* **PROVIDED INFORMATION**
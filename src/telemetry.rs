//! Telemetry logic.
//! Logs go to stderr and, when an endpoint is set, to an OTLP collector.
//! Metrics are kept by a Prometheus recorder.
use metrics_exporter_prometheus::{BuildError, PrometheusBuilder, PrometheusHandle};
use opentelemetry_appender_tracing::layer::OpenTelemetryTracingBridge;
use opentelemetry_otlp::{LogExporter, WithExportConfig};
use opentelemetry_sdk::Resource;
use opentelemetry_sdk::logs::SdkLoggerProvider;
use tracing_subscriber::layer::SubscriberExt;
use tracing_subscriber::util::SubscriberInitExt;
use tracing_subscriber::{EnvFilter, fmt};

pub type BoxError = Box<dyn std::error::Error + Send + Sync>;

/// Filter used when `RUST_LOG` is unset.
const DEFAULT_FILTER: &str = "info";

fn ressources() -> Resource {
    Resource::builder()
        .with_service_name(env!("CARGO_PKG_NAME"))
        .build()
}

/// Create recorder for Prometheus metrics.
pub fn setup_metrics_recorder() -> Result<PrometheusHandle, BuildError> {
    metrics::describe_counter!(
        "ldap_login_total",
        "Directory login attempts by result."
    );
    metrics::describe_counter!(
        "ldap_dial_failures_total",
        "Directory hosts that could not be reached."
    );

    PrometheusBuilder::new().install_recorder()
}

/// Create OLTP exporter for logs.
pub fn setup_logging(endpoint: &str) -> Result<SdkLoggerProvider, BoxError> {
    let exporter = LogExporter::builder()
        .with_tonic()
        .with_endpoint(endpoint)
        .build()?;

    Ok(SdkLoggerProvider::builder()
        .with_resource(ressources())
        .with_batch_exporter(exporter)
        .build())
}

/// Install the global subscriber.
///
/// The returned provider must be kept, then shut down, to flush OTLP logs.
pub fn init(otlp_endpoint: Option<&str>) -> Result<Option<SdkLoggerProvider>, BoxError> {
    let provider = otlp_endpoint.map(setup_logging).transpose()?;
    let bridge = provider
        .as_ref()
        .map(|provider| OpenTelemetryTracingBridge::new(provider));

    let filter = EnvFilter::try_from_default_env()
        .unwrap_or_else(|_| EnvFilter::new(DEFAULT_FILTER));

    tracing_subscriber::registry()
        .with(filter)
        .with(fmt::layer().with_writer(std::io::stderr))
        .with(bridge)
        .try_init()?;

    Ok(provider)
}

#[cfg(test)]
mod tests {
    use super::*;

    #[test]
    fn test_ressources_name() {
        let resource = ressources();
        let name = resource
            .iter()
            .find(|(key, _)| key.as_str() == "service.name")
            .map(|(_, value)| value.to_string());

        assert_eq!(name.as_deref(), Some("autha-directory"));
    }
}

* **WORK TASK**
What you return must be an exact retyping of the lines above starting at the line with "let filter = EnvFilter::try_from_default_env()" and ending at the line with "use super::*;", and nothing besides.

* **RESPONSE AREA**
    let filter = EnvFilter::try_from_default_env()
        .unwrap_or_else(|_| EnvFilter::new(DEFAULT_FILTER));

    tracing_subscriber::registry()
        .with(filter)
        .with(fmt::layer().with_writer(std::io::stderr))
        .with(bridge)
        .try_init()?;

    Ok(provider)
}

#[cfg(test)]
mod tests {
    use super::*;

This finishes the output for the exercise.